Return to Jobsletter Home

To the last Jobs Letter

To the next Jobs Letter

To this Letters Diary

To this Letters Features

To the Index







    Essential Information on an Essential Issue

    Letter No.79

    27 May, 1998

  • BUDGET 98
    Following the money

    Treasurer Winston Peters released his second Budget earlier this month. It consolidated many of the welfare and employment programme changes that have been progressively announced this year. We include an essential summary of the main Budget decisions as a special feature in this Jobs Letter.

    The latest registered unemployed figures total 188,809 people at the end of March this year, according to the NZ Employment Service. There is an increase of 36,098 a 23.6% rise on the number of registered unemployed for the same period last year.

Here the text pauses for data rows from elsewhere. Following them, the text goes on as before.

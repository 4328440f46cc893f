use std::{io, path::PathBuf};

use crate::ast::Segment;

#[derive(Debug, PartialEq, Eq, thiserror::Error)]
pub enum ParseErrorKind {
    #[error("`{keyword}` is missing its {operand}")]
    MissingOperand {
        keyword: &'static str,
        operand: &'static str,
    },
    #[error("unknown segment '{0}'")]
    InvalidSegment(String),
    #[error("'{0}' is not a non-negative 16-bit integer")]
    InvalidIndex(String),
    #[error("'{0}' is not a valid symbol")]
    InvalidSymbol(String),
    #[error("cannot pop into the constant segment")]
    PopConstant,
    #[error("index {index} is out of range for {segment} (max {max})")]
    IndexOutOfRange { segment: Segment, index: u16, max: u16 },
    #[error("unexpected trailing operand(s) '{0}'")]
    ExtraOperands(String),
}

#[derive(Debug, PartialEq, Eq, thiserror::Error)]
#[error("line {line}: {kind} in `{text}`")]
pub struct ParseError {
    pub line: usize,
    pub text: String,
    pub kind: ParseErrorKind,
}

#[derive(Debug, thiserror::Error)]
pub enum Error {
    #[error("{}: {source}", .path.display())]
    Parse { path: PathBuf, source: ParseError },
    #[error("{}: not a .vm file or a directory", .0.display())]
    InvalidInput(PathBuf),
    #[error("{}: no .vm files found", .0.display())]
    NoSources(PathBuf),
    #[error("{}: {source}", .path.display())]
    Io { path: PathBuf, source: io::Error },
}

impl Error {
    pub fn io(path: impl Into<PathBuf>) -> impl FnOnce(io::Error) -> Error {
        let path = path.into();
        move |source| Error::Io { path, source }
    }
}
//! Injectable wall-clock time.
//!
//! Staleness, bypass windows and retry backoff all read time through a
//! [`Clock`] so they can be driven deterministically in tests.

use chrono::{DateTime, Duration, Utc};
use std::sync::{Arc, Mutex};

/// Source of the current time.
pub trait Clock: Send + Sync {
  fn now(&self) -> DateTime<Utc>;
}

/// Real time.
#[derive(Debug, Clone, Copy, Default)]
pub struct SystemClock;

impl Clock for SystemClock {
  fn now(&self) -> DateTime<Utc> {
    Utc::now()
  }
}

/// A clock that only moves when told to.
#[derive(Debug, Clone)]
pub struct ManualClock {
  now: Arc<Mutex<DateTime<Utc>>>,
}

impl ManualClock {
  pub fn new(start: DateTime<Utc>) -> Self {
    Self {
      now: Arc::new(Mutex::new(start)),
    }
  }

  /// Move the clock forward.
  pub fn advance(&self, by: Duration) {
    let mut now = self.now.lock().unwrap_or_else(|e| e.into_inner());
    *now += by;
  }

  /// Jump to an absolute time.
  pub fn set(&self, to: DateTime<Utc>) {
    let mut now = self.now.lock().unwrap_or_else(|e| e.into_inner());
    *now = to;
  }
}

impl Default for ManualClock {
  fn default() -> Self {
    Self::new(Utc::now())
  }
}

impl Clock for ManualClock {
  fn now(&self) -> DateTime<Utc> {
    *self.now.lock().unwrap_or_else(|e| e.into_inner())
  }
}
//! Recent-mutation markers that stop slow reads from clobbering fast writes.
//!
//! A marker never blocks anything. It only decides whether a fetch that has
//! already completed may be applied: a fetch that started before the marker
//! was set, and completes while the marker's window is still open, reflects
//! pre-mutation state and must be discarded.

use chrono::{DateTime, Duration, Utc};
use std::collections::HashMap;
use std::sync::{Arc, Mutex};
use tracing::trace;

use crate::clock::Clock;

/// A "this resource was just mutated" note.
#[derive(Debug, Clone, PartialEq, Eq)]
pub struct BypassMarker {
  pub resource_key: String,
  pub marked_at: DateTime<Utc>,
  pub window: Duration,
}

impl BypassMarker {
  pub fn is_active(&self, now: DateTime<Utc>) -> bool {
    now - self.marked_at < self.window
  }
}

/// Tracks bypass markers per resource key.
pub struct BypassTracker {
  clock: Arc<dyn Clock>,
  markers: Mutex<HashMap<String, BypassMarker>>,
}

impl BypassTracker {
  pub fn new(clock: Arc<dyn Clock>) -> Self {
    Self {
      clock,
      markers: Mutex::new(HashMap::new()),
    }
  }

  /// Record a mutation of `resource_key` now. Re-marking replaces the older
  /// marker.
  pub fn mark(&self, resource_key: &str, window: Duration) {
    let now = self.clock.now();
    let mut markers = self.markers.lock().unwrap_or_else(|e| e.into_inner());
    prune(&mut markers, now);
    markers.insert(
      resource_key.to_string(),
      BypassMarker {
        resource_key: resource_key.to_string(),
        marked_at: now,
        window,
      },
    );
  }

  /// Whether a fetch of `resource_key` that started at `fetch_started_at`
  /// must be discarded.
  pub fn is_bypassed(&self, resource_key: &str, fetch_started_at: DateTime<Utc>) -> bool {
    let now = self.clock.now();
    let mut markers = self.markers.lock().unwrap_or_else(|e| e.into_inner());
    prune(&mut markers, now);

    let bypassed = markers
      .get(resource_key)
      .is_some_and(|m| fetch_started_at < m.marked_at && m.is_active(now));
    if bypassed {
      trace!(resource_key, %fetch_started_at, "fetch predates recent mutation");
    }
    bypassed
  }

  /// Active marker for a key, if any.
  pub fn marker(&self, resource_key: &str) -> Option<BypassMarker> {
    let now = self.clock.now();
    let markers = self.markers.lock().unwrap_or_else(|e| e.into_inner());
    markers
      .get(resource_key)
      .filter(|m| m.is_active(now))
      .cloned()
  }

  /// Number of markers currently held (expired ones included until pruned).
  pub fn len(&self) -> usize {
    self.markers.lock().unwrap_or_else(|e| e.into_inner()).len()
  }

  pub fn is_empty(&self) -> bool {
    self.len() == 0
  }
}

fn prune(markers: &mut HashMap<String, BypassMarker>, now: DateTime<Utc>) {
  markers.retain(|_, m| m.is_active(now));
}
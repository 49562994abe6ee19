//! Error types for the cache and sync layer.

use thiserror::Error;

/// Result type for Local Store operations.
pub type StorageResult<T> = Result<T, StorageError>;

/// Local Store failures. Fatal to the current operation only.
#[derive(Debug, Error)]
pub enum StorageError {
  /// Database error from SQLite.
  #[error("database error: {0}")]
  Database(#[from] rusqlite::Error),

  /// Serialization/deserialization error.
  #[error("serialization error: {0}")]
  Serialization(#[from] serde_json::Error),

  /// IO error (file system).
  #[error("IO error: {0}")]
  Io(#[from] std::io::Error),

  /// Connection mutex was poisoned by a panicking writer.
  #[error("storage lock poisoned")]
  LockPoisoned,

  /// A stored row could not be interpreted.
  #[error("invalid data: {0}")]
  InvalidData(String),
}

/// A payload rejected before any local write.
#[derive(Debug, Clone, PartialEq, Eq, Error)]
pub enum ValidationError {
  #[error("unknown table: {0}")]
  UnknownTable(String),

  #[error("payload for {table} must be a JSON object")]
  NotAnObject { table: String },

  #[error("payload for {table} is missing primary key field '{field}'")]
  MissingPrimaryKey { table: String, field: String },

  #[error("payload for {table} is missing required field '{field}'")]
  MissingField { table: String, field: String },

  #[error("no cached {table} record with id {id}")]
  NotCached { table: String, id: String },
}

/// Failure reported by the Remote Source.
#[derive(Debug, Clone, PartialEq, Eq, Error)]
pub enum RemoteError {
  /// Timeouts, 5xx, connectivity loss. Safe to retry.
  #[error("transient remote error: {0}")]
  Transient(String),

  /// 4xx, conflicts. Retrying will not help.
  #[error("remote rejected request: {0}")]
  Terminal(String),
}

impl RemoteError {
  pub fn is_retryable(&self) -> bool {
    matches!(self, RemoteError::Transient(_))
  }

  pub fn message(&self) -> &str {
    match self {
      RemoteError::Transient(msg) | RemoteError::Terminal(msg) => msg,
    }
  }
}

/// Errors returned synchronously from `mutate`.
#[derive(Debug, Error)]
pub enum MutationError {
  #[error(transparent)]
  Validation(#[from] ValidationError),

  #[error(transparent)]
  Storage(#[from] StorageError),
}

/// Result type for controller and engine operations.
pub type SyncResult<T> = Result<T, SyncError>;

/// Errors surfaced by the controller, queue and engine.
#[derive(Debug, Error)]
pub enum SyncError {
  #[error(transparent)]
  Validation(#[from] ValidationError),

  #[error(transparent)]
  Remote(#[from] RemoteError),

  #[error(transparent)]
  Storage(#[from] StorageError),

  /// `refresh` called for a key nobody subscribed to.
  #[error("unknown query: {0}")]
  UnknownQuery(String),

  /// No queue item with this sequence id.
  #[error("no sync queue item with sequence id {0}")]
  UnknownItem(u64),

  /// Only items that stopped retrying can be discarded.
  #[error("sync queue item {0} has not failed")]
  NotFailed(u64),
}

impl From<MutationError> for SyncError {
  fn from(err: MutationError) -> Self {
    match err {
      MutationError::Validation(e) => SyncError::Validation(e),
      MutationError::Storage(e) => SyncError::Storage(e),
    }
  }
}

  • NZES has decided to move to a quarterly basis of reporting the number of registered unemployed. It has previously been done on a monthly basis. NZES general manager Tony Gavin says this is to align the figures with those of the Household Labour Force Survey, the official measure of unemployment. (This showed unemployment had risen to 7.1 per cent in the March 1998 quarter, with about 129,000 people).

    Mr Gavin says the change in reporting will reduce the incidence of NZES information being used inappropriately as a "de facto measure of unemployment". It will also align NZES with Income Support, with which it is due to merge operations on October 1st.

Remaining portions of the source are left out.